__Exercise goal__. Find "written stays written." and "use crate::config::RunnerConfig;" in the records below. Copy the lines holding them and every line between, exactly, and no others.

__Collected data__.
»»

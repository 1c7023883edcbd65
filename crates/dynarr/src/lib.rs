//! dynarr: a generic growable array with a line-oriented command harness.
//!
//! This is the top-level facade crate that re-exports the public API from
//! the dynarr sub-crates. For most users, adding `dynarr` as a single
//! dependency is sufficient.
//!
//! # Quick start
//!
//! ```rust
//! use dynarr::prelude::*;
//!
//! let mut array = DynamicArray::new();
//! array.push(10);
//! array.push(20);
//! array.insert(1, 15).unwrap();
//! assert_eq!(array.len(), 3);
//! assert_eq!(array.capacity(), 4);
//! assert_eq!(
//!     array.get(3),
//!     Err(ArrayError::OutOfRange { index: 3, len: 3 })
//! );
//!
//! // Deep copies mirror length, capacity and elements.
//! let copy = array.clone();
//! array.clear();
//! assert_eq!(copy.iter().copied().collect::<Vec<_>>(), vec![10, 15, 20]);
//! assert_eq!(array.capacity(), copy.capacity());
//!
//! // The same operations, driven by the text protocol.
//! let mut runner: CommandRunner<i64> = CommandRunner::new(RunnerConfig::default());
//! let mut out = Vec::new();
//! runner.run("2\nprint\nsize\n".as_bytes(), &mut out).unwrap();
//! assert_eq!(out, b"empty\n0\n");
//! ```
//!
//! # Modules
//!
//! | Module | Sub-crate | Contents |
//! |--------|-----------|----------|
//! | [`array`] | `dynarr-array` | `DynamicArray`, `Iter`, growth policy, `ArrayError` |
//! | [`cmd`] | `dynarr-cmd` | Command parsing, `CommandRunner`, runner config and errors |

#![deny(missing_docs)]
#![deny(rustdoc::broken_intra_doc_links)]
#![forbid(unsafe_code)]

/// The growable array (`dynarr-array`).
///
/// Most users only need [`array::DynamicArray`] and [`array::ArrayError`],
/// both also available in the [`prelude`].
pub use dynarr_array as array;

/// The command runner (`dynarr-cmd`).
///
/// [`cmd::CommandRunner`] drives an array from any `BufRead`/`Write` pair.
pub use dynarr_cmd as cmd;

/// Common imports for typical dynarr usage.
///
/// ```rust
/// use dynarr::prelude::*;
/// ```
pub mod prelude {
    // Array
    pub use dynarr_array::{ArrayError, DynamicArray, Iter};

    // Runner
    pub use dynarr_cmd::{Command, CommandRunner, RunError, RunStats, RunnerConfig};
}
//! The command loop.
//!
//! A [`CommandRunner`] owns one [`DynamicArray`] and drives it purely
//! through its public operations. Input is a command count followed by that
//! many command lines; each command writes zero or one response line.
//! The runner fails fast: the first parse or array error ends the run, and
//! any output already written stays written.

use std::fmt;
use std::io::{BufRead, Write};
use std::str::FromStr;

use dynarr_array::DynamicArray;
use log::{debug, warn};

use crate::command::{Command, CommandError};
use crate::config::RunnerConfig;
use crate::error::{ExecuteError, RunError};

/// Counters for a completed run.
#[derive(Clone, Copy, Debug, Default, PartialEq, Eq)]
pub struct RunStats {
    /// Command count announced on the first input line.
    pub declared: usize,
    /// Commands applied to the array.
    pub executed: usize,
    /// Blank lines and skipped unknown commands.
    pub skipped: usize,
}

impl RunStats {
    /// Returns `true` if input ended before every declared line was read.
    pub fn truncated(&self) -> bool {
        self.executed + self.skipped < self.declared
    }
}

/// Applies protocol commands to an owned [`DynamicArray`].
///
/// # Examples
///
/// ```
/// use dynarr_cmd::{CommandRunner, RunnerConfig};
///
/// let input = "6\npush 10\npush 20\ninsert 1 15\nprint\npop\nsize\n";
/// let mut out = Vec::new();
/// let mut runner: CommandRunner<i64> = CommandRunner::new(RunnerConfig::default());
/// runner.run(input.as_bytes(), &mut out).unwrap();
/// assert_eq!(String::from_utf8(out).unwrap(), "10 15 20 \n2\n");
/// ```
pub struct CommandRunner<T> {
    array: DynamicArray<T>,
    config: RunnerConfig,
}

impl<T> CommandRunner<T> {
    /// Create a runner over a fresh, empty array.
    pub fn new(config: RunnerConfig) -> Self {
        Self {
            array: DynamicArray::new(),
            config,
        }
    }

    /// The array as the commands so far have left it.
    pub fn array(&self) -> &DynamicArray<T> {
        &self.array
    }

    /// The active configuration.
    pub fn config(&self) -> &RunnerConfig {
        &self.config
    }

    /// Consume the runner, returning the array.
    pub fn into_array(self) -> DynamicArray<T> {
        self.array
    }
}

impl<T: FromStr + fmt::Display> CommandRunner<T> {
    /// Read a command count and then up to that many command lines from
    /// `input`, writing responses to `out`.
    ///
    /// Blank lines count toward the total. If `input` ends early the run
    /// stops cleanly and [`RunStats::truncated`] reports it.
    pub fn run<R: BufRead, W: Write>(
        &mut self,
        mut input: R,
        out: &mut W,
    ) -> Result<RunStats, RunError> {
        let mut buf = String::new();
        let mut line_no = 0;

        // The count may be preceded by blank lines.
        let declared = loop {
            buf.clear();
            if input.read_line(&mut buf)? == 0 {
                return Err(RunError::MissingCount);
            }
            line_no += 1;
            let text = buf.trim();
            if !text.is_empty() {
                break text.parse::<usize>().map_err(|_| RunError::InvalidCount {
                    text: text.to_string(),
                })?;
            }
        };

        let mut stats = RunStats {
            declared,
            ..RunStats::default()
        };
        for _ in 0..declared {
            buf.clear();
            if input.read_line(&mut buf)? == 0 {
                warn!(
                    "input ended after {} of {} command lines",
                    stats.executed + stats.skipped,
                    declared
                );
                break;
            }
            line_no += 1;

            let command = match Command::<T>::parse(&buf) {
                Ok(Some(command)) => command,
                Ok(None) => {
                    stats.skipped += 1;
                    continue;
                }
                Err(CommandError::Unknown { name }) if !self.config.strict => {
                    warn!("line {line_no}: skipping unknown command '{name}'");
                    stats.skipped += 1;
                    continue;
                }
                Err(source) => {
                    return Err(RunError::Command {
                        line: line_no,
                        source,
                    })
                }
            };

            let name = command.name();
            debug!("line {line_no}: {name}");
            self.execute(command, out).map_err(|err| match err {
                ExecuteError::Io(err) => RunError::Io(err),
                ExecuteError::Array(source) => RunError::Array {
                    line: line_no,
                    command: name,
                    source,
                },
            })?;
            stats.executed += 1;
        }
        Ok(stats)
    }

    /// Apply one command, writing its response (if any) to `out`.
    ///
    /// Array errors are returned before the array is modified.
    pub fn execute<W: Write>(
        &mut self,
        command: Command<T>,
        out: &mut W,
    ) -> Result<(), ExecuteError> {
        match command {
            Command::Push(value) => self.array.push(value),
            Command::Print => {
                if self.array.is_empty() {
                    self.write_empty(out)?;
                } else {
                    self.array.print_elements(out)?;
                }
            }
            Command::Size => writeln!(out, "{}", self.array.len())?,
            Command::Get(index) => writeln!(out, "{}", self.array.get(index)?)?,
            Command::Insert { index, value } => self.array.insert(index, value)?,
            Command::Pop => {
                self.array.pop();
            }
            Command::Iterate => {
                if self.array.is_empty() {
                    self.write_empty(out)?;
                } else {
                    let mut cursor = self.array.iter();
                    while cursor.position() < cursor.end() {
                        if let Some(element) = cursor.next() {
                            write!(out, "{element} ")?;
                        }
                    }
                    writeln!(out)?;
                }
            }
            Command::ForEach => {
                if self.array.is_empty() {
                    self.write_empty(out)?;
                } else {
                    for element in &self.array {
                        write!(out, "{element} ")?;
                    }
                    writeln!(out)?;
                }
            }
            Command::Clear => self.array.clear(),
        }
        Ok(())
    }

    fn write_empty<W: Write>(&self, out: &mut W) -> Result<(), ExecuteError> {
        writeln!(out, "{}", self.config.empty_marker)?;
        Ok(())
    }
}

impl<T> Default for CommandRunner<T> {
    fn default() -> Self {
        Self::new(RunnerConfig::default())
    }
}
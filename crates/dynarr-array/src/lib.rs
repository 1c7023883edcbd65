//! Growable, single-owner dynamic array.
//!
//! [`DynamicArray`] stores its elements in one contiguous heap buffer and
//! grows by doubling: the first insertion reserves one slot, each later
//! reallocation doubles the capacity. Storage is never shared and never
//! shrinks; [`clear`](DynamicArray::clear) and [`pop`](DynamicArray::pop)
//! keep the allocation for reuse.
//!
//! # Architecture
//!
//! ```text
//! DynamicArray<T>
//! ├── RawBuffer<T>   (owns the allocation, frees it exactly once)
//! ├── len            (initialised prefix of the buffer)
//! └── Iter<'_, T>    (borrowed view over [0, len))
//! ```
//!
//! # Errors
//!
//! Index-checked operations return [`ArrayError::OutOfRange`] and never
//! modify the array when they fail. Allocation failure aborts and capacity
//! overflow panics; neither is part of the error taxonomy.
//!
//! # Safety
//!
//! This is the only crate in the workspace that contains `unsafe` code,
//! confined to the `raw` and `array` modules.

#![deny(missing_docs)]
#![deny(rustdoc::broken_intra_doc_links)]
#![deny(unsafe_code)]

pub mod array;
pub mod error;
pub mod growth;
pub mod iter;
mod raw;

// Public re-exports for the primary API surface.
pub use array::DynamicArray;
pub use error::ArrayError;
pub use iter::Iter;
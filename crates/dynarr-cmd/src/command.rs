//! Command parsing for the line-oriented runner protocol.
//!
//! One input line holds one command word followed by its arguments,
//! separated by whitespace. Arguments beyond those a command takes are
//! ignored; a blank line carries no command.

use std::error::Error;
use std::fmt;
use std::str::FromStr;

use smallvec::SmallVec;

/// A parsed runner command.
///
/// # Examples
///
/// ```
/// use dynarr_cmd::Command;
///
/// let cmd = Command::<i64>::parse("insert 1 15").unwrap();
/// assert_eq!(cmd, Some(Command::Insert { index: 1, value: 15 }));
///
/// assert_eq!(Command::<i64>::parse("   ").unwrap(), None);
/// ```
#[derive(Clone, Debug, PartialEq, Eq)]
pub enum Command<T> {
    /// `push <value>`: append a value.
    Push(T),
    /// `print`: write all elements, or the empty marker.
    Print,
    /// `size`: write the element count.
    Size,
    /// `get <index>`: write the element at an index.
    Get(usize),
    /// `insert <index> <value>`: insert a value before an index.
    Insert {
        /// Position the value will occupy.
        index: usize,
        /// The value to insert.
        value: T,
    },
    /// `pop`: drop the last element, if any.
    Pop,
    /// `iterator`: write all elements via an explicit iterator.
    Iterate,
    /// `foreach`: write all elements via a `for` loop.
    ForEach,
    /// `clear`: drop all elements, keeping capacity.
    Clear,
}

impl<T> Command<T> {
    /// The command word as it appears on the wire.
    pub fn name(&self) -> &'static str {
        match self {
            Self::Push(_) => "push",
            Self::Print => "print",
            Self::Size => "size",
            Self::Get(_) => "get",
            Self::Insert { .. } => "insert",
            Self::Pop => "pop",
            Self::Iterate => "iterator",
            Self::ForEach => "foreach",
            Self::Clear => "clear",
        }
    }
}

impl<T: FromStr> Command<T> {
    /// Parse one input line.
    ///
    /// Returns `Ok(None)` for a line with no tokens.
    pub fn parse(line: &str) -> Result<Option<Self>, CommandError> {
        let tokens: SmallVec<[&str; 4]> = line.split_whitespace().collect();
        let Some((&word, args)) = tokens.split_first() else {
            return Ok(None);
        };

        let command = match word {
            "push" => Self::Push(value_arg("push", args, 0)?),
            "print" => Self::Print,
            "size" => Self::Size,
            "get" => Self::Get(index_arg("get", args, 0)?),
            "insert" => Self::Insert {
                index: index_arg("insert", args, 0)?,
                value: value_arg("insert", args, 1)?,
            },
            "pop" => Self::Pop,
            "iterator" => Self::Iterate,
            "foreach" => Self::ForEach,
            "clear" => Self::Clear,
            other => {
                return Err(CommandError::Unknown {
                    name: other.to_string(),
                })
            }
        };
        Ok(Some(command))
    }
}

fn raw_arg<'a>(
    command: &'static str,
    argument: &'static str,
    args: &[&'a str],
    position: usize,
) -> Result<&'a str, CommandError> {
    args.get(position)
        .copied()
        .ok_or(CommandError::MissingArgument { command, argument })
}

fn index_arg(command: &'static str, args: &[&str], position: usize) -> Result<usize, CommandError> {
    let text = raw_arg(command, "index", args, position)?;
    text.parse().map_err(|_| CommandError::InvalidArgument {
        command,
        argument: "index",
        text: text.to_string(),
    })
}

fn value_arg<T: FromStr>(
    command: &'static str,
    args: &[&str],
    position: usize,
) -> Result<T, CommandError> {
    let text = raw_arg(command, "value", args, position)?;
    text.parse().map_err(|_| CommandError::InvalidArgument {
        command,
        argument: "value",
        text: text.to_string(),
    })
}

/// Errors from parsing a single command line.
#[derive(Clone, Debug, PartialEq, Eq)]
pub enum CommandError {
    /// The command word is not part of the protocol.
    Unknown {
        /// The unrecognised word.
        name: String,
    },
    /// A required argument is absent.
    MissingArgument {
        /// The command being parsed.
        command: &'static str,
        /// Which argument is missing.
        argument: &'static str,
    },
    /// An argument could not be parsed (including negative indices).
    InvalidArgument {
        /// The command being parsed.
        command: &'static str,
        /// Which argument was malformed.
        argument: &'static str,
        /// The offending token.
        text: String,
    },
}

impl fmt::Display for CommandError {
    fn fmt(&self, f: &mut fmt::Formatter<'_>) -> fmt::Result {
        match self {
            Self::Unknown { name } => write!(f, "unknown command '{name}'"),
            Self::MissingArgument { command, argument } => {
                write!(f, "'{command}' is missing its {argument} argument")
            }
            Self::InvalidArgument {
                command,
                argument,
                text,
            } => {
                write!(f, "'{command}' has an invalid {argument}: '{text}'")
            }
        }
    }
}

impl Error for CommandError {}

#[cfg(test)]
mod tests {
    use super::*;

    fn parse(line: &str) -> Result<Option<Command<i64>>, CommandError> {
        Command::parse(line)
    }

    #[test]
    fn parses_every_command_word() {
        assert_eq!(parse("push 10").unwrap(), Some(Command::Push(10)));
        assert_eq!(parse("print").unwrap(), Some(Command::Print));
        assert_eq!(parse("size").unwrap(), Some(Command::Size));
        assert_eq!(parse("get 2").unwrap(), Some(Command::Get(2)));
        assert_eq!(
            parse("insert 1 15").unwrap(),
            Some(Command::Insert {
                index: 1,
                value: 15
            })
        );
        assert_eq!(parse("pop").unwrap(), Some(Command::Pop));
        assert_eq!(parse("iterator").unwrap(), Some(Command::Iterate));
        assert_eq!(parse("foreach").unwrap(), Some(Command::ForEach));
        assert_eq!(parse("clear").unwrap(), Some(Command::Clear));
    }

    #[test]
    fn names_match_wire_words() {
        for line in [
            "push 1", "print", "size", "get 0", "insert 0 1", "pop", "iterator", "foreach",
            "clear",
        ] {
            let cmd = parse(line).unwrap().unwrap();
            assert_eq!(cmd.name(), line.split(' ').next().unwrap());
        }
    }

    #[test]
    fn blank_line_has_no_command() {
        assert_eq!(parse("").unwrap(), None);
        assert_eq!(parse(" \t\r\n").unwrap(), None);
    }

    #[test]
    fn surrounding_whitespace_and_extra_tokens_are_ignored() {
        assert_eq!(parse("  push   -7  trailing\r\n").unwrap(), Some(Command::Push(-7)));
        assert_eq!(parse("size now").unwrap(), Some(Command::Size));
    }

    #[test]
    fn unknown_word_is_reported() {
        assert_eq!(
            parse("shuffle 3"),
            Err(CommandError::Unknown {
                name: "shuffle".into()
            })
        );
        // Command words are case sensitive.
        assert!(matches!(parse("PUSH 1"), Err(CommandError::Unknown { .. })));
    }

    #[test]
    fn missing_arguments_are_reported() {
        assert_eq!(
            parse("push"),
            Err(CommandError::MissingArgument {
                command: "push",
                argument: "value"
            })
        );
        assert_eq!(
            parse("insert 3"),
            Err(CommandError::MissingArgument {
                command: "insert",
                argument: "value"
            })
        );
    }

    #[test]
    fn malformed_arguments_are_reported() {
        assert_eq!(
            parse("push ten"),
            Err(CommandError::InvalidArgument {
                command: "push",
                argument: "value",
                text: "ten".into()
            })
        );
        assert_eq!(
            parse("get -1"),
            Err(CommandError::InvalidArgument {
                command: "get",
                argument: "index",
                text: "-1".into()
            })
        );
    }

    #[test]
    fn value_type_drives_value_parsing() {
        let cmd = Command::<String>::parse("push hello").unwrap();
        assert_eq!(cmd, Some(Command::Push("hello".to_string())));
        assert!(Command::<u8>::parse("push 300").is_err());
    }

    #[test]
    fn error_messages_name_the_command() {
        let err = parse("insert x 1").unwrap_err();
        assert_eq!(err.to_string(), "'insert' has an invalid index: 'x'");
    }

    #[cfg(not(miri))]
    mod proptests {
        use super::*;
        use proptest::prelude::*;

        proptest! {
            #[test]
            fn arbitrary_lines_never_panic(line in ".{0,64}") {
                let _ = parse(&line);
            }

            #[test]
            fn push_accepts_any_i64(value in any::<i64>()) {
                prop_assert_eq!(parse(&format!("push {value}")).unwrap(), Some(Command::Push(value)));
            }
        }
    }
}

««

__Answer to this task__.
//! any output already written stays written.

use std::fmt;
use std::io::{BufRead, Write};
use std::str::FromStr;

use dynarr_array::DynamicArray;
use log::{debug, warn};

use crate::command::{Command, CommandError};
use crate::config::RunnerConfig;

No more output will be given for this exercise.